-- Problem --
Only the number is wanted: how many lines below include "crates"?

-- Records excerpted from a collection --
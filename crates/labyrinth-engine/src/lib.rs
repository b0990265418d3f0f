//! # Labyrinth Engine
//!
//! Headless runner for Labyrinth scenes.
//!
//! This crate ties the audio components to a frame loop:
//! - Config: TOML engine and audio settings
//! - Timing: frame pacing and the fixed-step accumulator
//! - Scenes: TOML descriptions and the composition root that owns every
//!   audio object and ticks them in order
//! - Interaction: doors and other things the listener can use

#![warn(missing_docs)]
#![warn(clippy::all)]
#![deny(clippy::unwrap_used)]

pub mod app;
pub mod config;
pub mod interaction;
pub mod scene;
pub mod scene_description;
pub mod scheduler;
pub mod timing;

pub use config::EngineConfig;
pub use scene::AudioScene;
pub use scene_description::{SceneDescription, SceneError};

---

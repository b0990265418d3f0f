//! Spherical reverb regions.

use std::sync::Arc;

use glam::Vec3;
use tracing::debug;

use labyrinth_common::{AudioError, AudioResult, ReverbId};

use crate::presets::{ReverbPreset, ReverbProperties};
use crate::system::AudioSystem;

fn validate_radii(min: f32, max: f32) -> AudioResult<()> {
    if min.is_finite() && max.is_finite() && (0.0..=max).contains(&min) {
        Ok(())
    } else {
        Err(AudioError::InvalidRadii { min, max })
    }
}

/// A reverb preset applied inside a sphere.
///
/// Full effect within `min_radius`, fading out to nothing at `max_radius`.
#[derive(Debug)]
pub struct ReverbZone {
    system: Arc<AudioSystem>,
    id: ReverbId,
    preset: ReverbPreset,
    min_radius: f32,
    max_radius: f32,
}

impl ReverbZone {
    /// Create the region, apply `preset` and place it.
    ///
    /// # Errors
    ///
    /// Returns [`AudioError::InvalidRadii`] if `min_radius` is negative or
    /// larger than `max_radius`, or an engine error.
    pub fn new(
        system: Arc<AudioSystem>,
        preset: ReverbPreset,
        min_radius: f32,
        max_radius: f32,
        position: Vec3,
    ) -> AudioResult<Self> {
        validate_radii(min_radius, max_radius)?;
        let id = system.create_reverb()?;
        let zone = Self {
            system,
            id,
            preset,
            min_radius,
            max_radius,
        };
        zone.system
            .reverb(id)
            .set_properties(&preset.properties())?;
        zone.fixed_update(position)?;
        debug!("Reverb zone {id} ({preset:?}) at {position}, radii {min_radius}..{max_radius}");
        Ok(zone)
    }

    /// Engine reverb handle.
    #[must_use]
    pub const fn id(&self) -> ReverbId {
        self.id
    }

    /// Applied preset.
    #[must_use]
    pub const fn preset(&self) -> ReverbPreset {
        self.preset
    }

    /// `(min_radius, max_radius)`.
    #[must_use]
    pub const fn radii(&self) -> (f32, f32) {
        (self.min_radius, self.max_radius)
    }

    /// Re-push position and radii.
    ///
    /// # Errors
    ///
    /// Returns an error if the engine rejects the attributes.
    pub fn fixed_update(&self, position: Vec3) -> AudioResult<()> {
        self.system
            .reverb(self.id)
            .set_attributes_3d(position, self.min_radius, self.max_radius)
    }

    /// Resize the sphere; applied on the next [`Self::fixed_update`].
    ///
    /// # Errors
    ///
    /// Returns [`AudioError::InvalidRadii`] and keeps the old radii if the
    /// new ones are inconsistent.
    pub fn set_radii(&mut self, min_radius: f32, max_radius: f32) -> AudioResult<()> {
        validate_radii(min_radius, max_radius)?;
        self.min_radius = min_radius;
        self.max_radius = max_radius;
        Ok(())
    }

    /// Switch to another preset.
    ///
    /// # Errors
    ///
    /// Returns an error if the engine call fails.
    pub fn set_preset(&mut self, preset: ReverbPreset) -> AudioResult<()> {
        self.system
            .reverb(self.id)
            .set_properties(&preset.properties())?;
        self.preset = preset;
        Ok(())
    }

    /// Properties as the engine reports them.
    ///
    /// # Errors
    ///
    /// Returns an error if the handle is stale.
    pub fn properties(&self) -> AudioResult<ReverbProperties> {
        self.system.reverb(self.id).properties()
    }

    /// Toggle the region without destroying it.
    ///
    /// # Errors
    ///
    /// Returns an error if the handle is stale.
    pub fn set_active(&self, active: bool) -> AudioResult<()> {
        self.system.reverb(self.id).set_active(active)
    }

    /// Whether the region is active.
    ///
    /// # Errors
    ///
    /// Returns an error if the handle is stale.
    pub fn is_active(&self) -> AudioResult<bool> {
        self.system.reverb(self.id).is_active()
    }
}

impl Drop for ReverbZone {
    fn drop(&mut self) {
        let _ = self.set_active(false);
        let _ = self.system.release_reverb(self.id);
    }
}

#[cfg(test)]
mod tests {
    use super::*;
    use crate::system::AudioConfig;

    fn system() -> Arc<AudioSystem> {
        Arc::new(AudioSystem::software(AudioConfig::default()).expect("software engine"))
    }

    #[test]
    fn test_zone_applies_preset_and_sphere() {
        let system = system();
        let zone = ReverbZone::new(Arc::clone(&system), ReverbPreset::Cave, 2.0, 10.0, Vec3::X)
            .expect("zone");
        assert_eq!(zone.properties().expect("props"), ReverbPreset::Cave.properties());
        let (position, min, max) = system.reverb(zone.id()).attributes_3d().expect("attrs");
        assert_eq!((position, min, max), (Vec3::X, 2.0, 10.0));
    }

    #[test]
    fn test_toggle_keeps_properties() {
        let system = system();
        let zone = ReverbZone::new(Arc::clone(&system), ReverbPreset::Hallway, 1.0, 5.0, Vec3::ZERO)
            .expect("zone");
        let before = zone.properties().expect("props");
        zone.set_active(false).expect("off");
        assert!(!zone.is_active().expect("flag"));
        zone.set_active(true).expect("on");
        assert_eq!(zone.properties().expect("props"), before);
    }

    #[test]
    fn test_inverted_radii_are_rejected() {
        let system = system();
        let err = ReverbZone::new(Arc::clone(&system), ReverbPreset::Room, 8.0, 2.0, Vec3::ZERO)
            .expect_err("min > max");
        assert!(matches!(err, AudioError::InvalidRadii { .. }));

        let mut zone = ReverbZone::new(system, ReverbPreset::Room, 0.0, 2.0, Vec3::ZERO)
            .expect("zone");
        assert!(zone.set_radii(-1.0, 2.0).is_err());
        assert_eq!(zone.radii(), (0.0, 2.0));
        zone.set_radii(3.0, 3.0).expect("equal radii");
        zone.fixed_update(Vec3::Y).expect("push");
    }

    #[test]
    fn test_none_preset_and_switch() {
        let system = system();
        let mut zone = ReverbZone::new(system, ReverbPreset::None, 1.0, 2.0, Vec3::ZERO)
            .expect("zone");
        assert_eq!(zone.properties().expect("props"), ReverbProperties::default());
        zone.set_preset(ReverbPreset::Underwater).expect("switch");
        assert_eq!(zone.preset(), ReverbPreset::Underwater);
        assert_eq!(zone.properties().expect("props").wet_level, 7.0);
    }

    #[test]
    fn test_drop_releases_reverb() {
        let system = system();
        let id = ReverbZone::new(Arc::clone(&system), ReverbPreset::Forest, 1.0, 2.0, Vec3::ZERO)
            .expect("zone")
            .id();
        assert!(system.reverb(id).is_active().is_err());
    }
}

---

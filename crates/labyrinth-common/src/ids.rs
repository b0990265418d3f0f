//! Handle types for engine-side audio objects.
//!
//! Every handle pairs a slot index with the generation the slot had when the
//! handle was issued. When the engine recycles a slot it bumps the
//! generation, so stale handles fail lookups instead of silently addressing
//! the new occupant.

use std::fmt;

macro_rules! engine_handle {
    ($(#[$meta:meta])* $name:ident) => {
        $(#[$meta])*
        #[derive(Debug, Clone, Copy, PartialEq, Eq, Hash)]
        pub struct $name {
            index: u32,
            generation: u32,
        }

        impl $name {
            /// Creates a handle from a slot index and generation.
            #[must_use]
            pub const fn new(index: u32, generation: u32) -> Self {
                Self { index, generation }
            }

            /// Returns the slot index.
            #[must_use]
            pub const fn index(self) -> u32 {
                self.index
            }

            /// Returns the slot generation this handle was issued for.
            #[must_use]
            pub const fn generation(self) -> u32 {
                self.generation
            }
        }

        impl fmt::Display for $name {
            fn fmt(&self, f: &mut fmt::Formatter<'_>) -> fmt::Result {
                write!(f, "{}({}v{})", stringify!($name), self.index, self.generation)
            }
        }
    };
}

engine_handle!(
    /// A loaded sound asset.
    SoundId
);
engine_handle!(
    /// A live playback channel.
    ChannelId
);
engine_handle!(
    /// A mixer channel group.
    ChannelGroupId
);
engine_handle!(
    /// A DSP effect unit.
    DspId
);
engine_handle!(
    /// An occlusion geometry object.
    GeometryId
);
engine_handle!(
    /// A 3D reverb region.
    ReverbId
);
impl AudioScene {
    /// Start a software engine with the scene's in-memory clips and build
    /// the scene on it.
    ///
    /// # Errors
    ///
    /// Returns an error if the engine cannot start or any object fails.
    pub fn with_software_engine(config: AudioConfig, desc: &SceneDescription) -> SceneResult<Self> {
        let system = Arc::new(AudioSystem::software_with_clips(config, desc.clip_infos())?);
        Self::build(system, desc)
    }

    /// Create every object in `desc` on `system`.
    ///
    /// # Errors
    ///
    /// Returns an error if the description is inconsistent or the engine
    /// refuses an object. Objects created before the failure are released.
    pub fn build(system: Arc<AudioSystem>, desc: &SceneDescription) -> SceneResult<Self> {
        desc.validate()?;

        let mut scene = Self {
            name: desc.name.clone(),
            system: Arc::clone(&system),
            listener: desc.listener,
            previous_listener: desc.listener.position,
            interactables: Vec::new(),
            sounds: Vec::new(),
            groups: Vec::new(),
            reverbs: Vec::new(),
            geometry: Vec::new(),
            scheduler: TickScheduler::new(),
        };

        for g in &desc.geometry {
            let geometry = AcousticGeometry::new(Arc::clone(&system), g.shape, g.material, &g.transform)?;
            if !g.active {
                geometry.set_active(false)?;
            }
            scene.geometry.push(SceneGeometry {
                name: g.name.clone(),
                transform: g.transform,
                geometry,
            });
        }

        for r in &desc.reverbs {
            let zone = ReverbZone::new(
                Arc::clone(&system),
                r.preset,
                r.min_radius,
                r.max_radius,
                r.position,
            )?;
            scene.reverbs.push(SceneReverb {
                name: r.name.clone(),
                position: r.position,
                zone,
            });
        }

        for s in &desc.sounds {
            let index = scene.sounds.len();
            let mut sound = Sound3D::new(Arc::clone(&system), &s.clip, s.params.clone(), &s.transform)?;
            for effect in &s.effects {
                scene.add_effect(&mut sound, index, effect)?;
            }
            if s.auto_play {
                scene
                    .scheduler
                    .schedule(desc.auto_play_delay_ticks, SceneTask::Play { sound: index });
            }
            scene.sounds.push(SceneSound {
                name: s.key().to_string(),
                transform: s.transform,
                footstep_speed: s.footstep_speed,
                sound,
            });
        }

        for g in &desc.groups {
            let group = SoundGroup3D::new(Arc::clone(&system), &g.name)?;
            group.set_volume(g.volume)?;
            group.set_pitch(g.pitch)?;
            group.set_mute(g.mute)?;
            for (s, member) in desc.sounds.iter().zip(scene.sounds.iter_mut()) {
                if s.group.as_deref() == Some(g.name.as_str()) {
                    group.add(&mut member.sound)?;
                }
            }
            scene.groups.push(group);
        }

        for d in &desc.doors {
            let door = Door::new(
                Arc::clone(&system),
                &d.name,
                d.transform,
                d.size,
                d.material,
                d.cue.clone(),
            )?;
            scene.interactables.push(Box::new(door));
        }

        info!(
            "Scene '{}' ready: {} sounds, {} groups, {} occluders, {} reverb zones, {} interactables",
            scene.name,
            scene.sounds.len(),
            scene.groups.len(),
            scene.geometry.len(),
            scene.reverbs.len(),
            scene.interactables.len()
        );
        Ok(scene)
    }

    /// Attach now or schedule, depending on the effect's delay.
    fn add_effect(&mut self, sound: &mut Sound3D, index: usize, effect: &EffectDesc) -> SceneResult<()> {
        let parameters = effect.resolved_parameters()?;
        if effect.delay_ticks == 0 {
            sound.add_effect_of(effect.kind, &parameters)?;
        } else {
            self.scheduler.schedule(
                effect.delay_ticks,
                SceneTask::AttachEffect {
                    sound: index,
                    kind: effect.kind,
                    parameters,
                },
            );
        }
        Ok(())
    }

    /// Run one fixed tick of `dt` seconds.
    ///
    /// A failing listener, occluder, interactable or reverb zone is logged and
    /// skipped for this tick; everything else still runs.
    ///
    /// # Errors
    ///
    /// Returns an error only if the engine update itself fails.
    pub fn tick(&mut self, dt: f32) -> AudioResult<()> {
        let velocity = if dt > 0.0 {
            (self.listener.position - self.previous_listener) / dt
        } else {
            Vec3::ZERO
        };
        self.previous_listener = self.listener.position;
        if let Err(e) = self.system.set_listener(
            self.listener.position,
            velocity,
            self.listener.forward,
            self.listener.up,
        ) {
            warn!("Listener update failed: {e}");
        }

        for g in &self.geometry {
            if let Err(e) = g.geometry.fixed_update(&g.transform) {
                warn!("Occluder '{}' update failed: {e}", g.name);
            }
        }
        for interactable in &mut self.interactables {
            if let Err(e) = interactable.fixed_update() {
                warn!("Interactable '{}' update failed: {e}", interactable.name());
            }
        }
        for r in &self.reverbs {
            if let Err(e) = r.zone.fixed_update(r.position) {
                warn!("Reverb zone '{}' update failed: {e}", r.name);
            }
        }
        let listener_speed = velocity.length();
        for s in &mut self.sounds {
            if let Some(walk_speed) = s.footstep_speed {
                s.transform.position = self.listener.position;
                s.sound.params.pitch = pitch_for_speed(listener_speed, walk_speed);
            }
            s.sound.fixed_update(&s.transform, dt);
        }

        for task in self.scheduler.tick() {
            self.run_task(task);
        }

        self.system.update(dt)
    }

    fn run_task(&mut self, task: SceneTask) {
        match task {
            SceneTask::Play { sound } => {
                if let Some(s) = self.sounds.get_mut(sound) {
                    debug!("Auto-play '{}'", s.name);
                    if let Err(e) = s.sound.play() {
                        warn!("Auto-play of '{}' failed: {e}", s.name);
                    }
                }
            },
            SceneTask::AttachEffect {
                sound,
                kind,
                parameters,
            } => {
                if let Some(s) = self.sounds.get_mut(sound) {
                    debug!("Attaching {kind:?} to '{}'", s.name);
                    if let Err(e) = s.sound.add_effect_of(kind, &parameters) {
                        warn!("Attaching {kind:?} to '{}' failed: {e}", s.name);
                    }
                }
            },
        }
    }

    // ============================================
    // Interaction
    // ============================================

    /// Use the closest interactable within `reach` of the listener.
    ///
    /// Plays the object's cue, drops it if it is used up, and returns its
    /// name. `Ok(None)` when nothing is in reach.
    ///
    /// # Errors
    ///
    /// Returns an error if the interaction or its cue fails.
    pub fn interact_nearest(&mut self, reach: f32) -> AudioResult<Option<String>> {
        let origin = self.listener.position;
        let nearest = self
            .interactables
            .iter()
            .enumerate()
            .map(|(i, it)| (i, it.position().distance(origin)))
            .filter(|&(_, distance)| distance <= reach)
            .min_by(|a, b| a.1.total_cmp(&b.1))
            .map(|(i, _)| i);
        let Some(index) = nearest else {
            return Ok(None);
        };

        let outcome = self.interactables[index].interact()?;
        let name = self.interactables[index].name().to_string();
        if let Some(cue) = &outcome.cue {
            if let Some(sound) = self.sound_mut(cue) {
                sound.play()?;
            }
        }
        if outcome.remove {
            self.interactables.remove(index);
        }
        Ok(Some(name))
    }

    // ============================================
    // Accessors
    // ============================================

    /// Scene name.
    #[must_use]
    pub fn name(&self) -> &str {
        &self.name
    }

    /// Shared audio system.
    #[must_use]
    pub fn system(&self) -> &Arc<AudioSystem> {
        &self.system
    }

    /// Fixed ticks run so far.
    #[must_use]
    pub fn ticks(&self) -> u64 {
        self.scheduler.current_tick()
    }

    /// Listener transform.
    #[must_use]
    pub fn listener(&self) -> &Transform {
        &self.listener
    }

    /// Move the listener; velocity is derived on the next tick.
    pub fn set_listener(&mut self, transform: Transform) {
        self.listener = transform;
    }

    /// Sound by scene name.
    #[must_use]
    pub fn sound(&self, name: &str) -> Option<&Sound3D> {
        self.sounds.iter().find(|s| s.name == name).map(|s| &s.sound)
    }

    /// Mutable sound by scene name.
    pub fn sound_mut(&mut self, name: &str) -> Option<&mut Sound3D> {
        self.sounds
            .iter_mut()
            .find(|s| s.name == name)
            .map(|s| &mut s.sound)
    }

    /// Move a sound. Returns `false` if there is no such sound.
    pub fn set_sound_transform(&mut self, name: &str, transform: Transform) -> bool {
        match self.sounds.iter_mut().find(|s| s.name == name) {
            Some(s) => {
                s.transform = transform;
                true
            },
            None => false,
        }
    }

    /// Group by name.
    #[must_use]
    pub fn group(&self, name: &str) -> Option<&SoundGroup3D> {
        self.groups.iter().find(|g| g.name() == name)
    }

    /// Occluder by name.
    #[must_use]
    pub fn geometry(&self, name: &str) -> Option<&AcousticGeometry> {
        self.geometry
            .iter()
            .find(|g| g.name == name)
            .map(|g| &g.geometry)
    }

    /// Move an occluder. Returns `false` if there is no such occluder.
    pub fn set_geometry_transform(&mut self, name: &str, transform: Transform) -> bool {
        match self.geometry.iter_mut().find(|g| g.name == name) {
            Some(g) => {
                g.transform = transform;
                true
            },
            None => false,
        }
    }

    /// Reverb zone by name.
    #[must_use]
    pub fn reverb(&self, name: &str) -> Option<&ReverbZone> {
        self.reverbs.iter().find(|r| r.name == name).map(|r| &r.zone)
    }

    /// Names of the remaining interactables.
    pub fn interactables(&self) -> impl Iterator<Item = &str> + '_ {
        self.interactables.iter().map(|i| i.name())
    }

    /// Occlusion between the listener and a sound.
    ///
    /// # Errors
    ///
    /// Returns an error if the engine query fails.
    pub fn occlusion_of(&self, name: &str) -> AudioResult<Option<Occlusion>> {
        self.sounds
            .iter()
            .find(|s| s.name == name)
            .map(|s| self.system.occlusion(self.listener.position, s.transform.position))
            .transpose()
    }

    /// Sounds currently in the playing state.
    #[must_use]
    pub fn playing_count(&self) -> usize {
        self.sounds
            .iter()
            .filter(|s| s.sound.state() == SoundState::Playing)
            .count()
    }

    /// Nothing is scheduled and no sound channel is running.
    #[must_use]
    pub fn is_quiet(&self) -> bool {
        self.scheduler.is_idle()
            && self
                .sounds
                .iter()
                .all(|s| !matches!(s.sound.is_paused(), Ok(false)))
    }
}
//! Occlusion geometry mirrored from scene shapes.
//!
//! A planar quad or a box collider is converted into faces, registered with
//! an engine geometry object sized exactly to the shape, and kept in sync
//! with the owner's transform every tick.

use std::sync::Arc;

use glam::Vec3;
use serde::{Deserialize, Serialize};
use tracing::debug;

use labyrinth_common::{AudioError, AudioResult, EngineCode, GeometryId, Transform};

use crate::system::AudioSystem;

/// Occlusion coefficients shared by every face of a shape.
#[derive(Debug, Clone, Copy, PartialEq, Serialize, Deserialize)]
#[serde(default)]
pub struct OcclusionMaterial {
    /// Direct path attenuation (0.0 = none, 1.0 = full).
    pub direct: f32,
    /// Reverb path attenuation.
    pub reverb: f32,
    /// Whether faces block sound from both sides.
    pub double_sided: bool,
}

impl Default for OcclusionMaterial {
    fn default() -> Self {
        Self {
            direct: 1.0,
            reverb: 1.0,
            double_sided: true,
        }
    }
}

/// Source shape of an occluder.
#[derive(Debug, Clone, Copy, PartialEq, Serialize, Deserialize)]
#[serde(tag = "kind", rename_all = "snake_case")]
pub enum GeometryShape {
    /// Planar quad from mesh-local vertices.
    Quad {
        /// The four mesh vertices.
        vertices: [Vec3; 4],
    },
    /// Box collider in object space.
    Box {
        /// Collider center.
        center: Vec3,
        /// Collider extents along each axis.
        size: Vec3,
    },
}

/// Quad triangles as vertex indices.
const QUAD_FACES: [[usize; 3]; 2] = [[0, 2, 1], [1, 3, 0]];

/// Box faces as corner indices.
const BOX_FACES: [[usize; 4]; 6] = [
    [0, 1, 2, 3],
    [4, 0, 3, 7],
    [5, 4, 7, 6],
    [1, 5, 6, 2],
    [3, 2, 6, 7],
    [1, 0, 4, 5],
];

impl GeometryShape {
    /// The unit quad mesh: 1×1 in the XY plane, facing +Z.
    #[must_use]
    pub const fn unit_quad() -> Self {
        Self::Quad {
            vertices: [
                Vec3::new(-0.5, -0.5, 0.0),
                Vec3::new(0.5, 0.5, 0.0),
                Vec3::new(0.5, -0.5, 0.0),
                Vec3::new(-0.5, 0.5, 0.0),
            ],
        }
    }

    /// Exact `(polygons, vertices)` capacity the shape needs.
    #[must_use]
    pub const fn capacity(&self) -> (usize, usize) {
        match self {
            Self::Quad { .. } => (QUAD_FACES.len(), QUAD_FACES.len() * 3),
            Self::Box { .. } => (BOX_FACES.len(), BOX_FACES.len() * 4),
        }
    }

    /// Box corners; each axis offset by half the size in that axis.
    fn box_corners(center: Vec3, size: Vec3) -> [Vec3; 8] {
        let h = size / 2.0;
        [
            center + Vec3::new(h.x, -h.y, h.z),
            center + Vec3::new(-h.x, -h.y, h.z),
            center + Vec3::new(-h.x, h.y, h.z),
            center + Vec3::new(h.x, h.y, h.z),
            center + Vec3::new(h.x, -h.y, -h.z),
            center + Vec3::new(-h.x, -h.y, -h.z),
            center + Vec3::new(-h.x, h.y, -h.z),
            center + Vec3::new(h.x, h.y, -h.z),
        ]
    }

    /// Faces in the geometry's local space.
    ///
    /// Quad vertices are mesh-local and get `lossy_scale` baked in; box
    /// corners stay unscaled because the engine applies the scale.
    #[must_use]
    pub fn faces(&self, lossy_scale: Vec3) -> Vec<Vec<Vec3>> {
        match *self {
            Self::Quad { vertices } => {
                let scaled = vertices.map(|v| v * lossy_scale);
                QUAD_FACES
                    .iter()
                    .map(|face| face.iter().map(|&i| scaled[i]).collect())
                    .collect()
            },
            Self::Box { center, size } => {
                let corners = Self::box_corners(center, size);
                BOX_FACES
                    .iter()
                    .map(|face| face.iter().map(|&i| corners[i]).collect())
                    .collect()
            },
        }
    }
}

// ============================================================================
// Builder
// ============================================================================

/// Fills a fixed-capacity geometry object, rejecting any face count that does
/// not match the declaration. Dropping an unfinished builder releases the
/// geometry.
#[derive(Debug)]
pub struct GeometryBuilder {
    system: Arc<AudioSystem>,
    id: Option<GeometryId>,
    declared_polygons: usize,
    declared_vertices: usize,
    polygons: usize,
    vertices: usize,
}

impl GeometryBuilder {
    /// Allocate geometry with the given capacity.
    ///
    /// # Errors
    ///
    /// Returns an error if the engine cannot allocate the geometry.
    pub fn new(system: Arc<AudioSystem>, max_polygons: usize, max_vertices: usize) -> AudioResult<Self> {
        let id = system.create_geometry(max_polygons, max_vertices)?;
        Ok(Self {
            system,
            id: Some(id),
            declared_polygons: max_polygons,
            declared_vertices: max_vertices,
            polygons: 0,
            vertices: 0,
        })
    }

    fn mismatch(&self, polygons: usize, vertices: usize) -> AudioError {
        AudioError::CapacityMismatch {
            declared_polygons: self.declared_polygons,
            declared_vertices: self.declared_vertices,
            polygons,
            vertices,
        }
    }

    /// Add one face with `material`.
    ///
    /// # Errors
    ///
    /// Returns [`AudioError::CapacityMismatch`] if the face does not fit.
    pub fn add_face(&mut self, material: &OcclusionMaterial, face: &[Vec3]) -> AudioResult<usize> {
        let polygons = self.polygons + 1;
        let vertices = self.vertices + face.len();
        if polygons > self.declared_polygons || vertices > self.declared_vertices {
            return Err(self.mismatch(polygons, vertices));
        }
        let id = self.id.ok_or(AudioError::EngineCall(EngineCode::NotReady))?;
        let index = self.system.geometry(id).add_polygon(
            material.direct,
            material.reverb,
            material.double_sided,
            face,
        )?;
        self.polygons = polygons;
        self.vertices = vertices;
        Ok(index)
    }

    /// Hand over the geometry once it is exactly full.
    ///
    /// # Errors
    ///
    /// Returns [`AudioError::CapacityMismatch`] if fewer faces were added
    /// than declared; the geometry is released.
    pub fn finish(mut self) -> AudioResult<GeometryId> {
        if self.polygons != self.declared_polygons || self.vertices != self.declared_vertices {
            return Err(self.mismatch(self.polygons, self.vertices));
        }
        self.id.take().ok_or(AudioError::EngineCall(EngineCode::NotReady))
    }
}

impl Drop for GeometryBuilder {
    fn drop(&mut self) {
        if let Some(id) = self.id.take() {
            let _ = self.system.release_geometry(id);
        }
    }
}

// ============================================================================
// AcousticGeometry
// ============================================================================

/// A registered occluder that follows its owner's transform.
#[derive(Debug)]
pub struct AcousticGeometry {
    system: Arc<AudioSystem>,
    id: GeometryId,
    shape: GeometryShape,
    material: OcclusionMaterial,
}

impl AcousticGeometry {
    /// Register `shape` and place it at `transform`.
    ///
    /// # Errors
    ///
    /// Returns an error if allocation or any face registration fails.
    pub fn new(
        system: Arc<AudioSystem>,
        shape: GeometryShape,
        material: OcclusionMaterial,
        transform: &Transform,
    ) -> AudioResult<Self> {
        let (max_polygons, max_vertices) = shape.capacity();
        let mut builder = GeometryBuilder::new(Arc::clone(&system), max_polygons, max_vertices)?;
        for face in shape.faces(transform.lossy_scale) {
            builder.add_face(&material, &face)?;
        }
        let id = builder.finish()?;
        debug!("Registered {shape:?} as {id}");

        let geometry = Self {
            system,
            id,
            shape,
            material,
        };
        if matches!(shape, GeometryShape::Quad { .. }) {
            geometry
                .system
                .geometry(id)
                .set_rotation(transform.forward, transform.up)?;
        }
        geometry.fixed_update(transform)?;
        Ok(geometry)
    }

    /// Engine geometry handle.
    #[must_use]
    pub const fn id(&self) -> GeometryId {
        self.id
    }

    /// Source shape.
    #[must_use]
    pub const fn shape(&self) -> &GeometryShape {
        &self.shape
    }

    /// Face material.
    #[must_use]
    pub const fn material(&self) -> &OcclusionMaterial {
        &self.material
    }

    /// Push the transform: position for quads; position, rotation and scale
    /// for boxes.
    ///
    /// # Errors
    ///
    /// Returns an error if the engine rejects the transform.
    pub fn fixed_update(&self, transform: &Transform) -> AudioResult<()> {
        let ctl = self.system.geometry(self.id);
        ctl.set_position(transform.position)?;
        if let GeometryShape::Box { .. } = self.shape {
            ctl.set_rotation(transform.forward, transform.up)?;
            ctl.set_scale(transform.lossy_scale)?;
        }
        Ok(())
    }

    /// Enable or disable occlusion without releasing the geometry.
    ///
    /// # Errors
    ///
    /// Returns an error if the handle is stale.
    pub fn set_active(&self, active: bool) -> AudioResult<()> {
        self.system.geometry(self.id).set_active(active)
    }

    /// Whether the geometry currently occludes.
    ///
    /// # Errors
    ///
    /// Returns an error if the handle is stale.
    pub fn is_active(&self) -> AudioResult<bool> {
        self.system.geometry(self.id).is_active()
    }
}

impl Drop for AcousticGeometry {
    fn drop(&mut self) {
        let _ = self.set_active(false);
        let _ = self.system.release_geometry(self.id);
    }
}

-- Result of this task --
2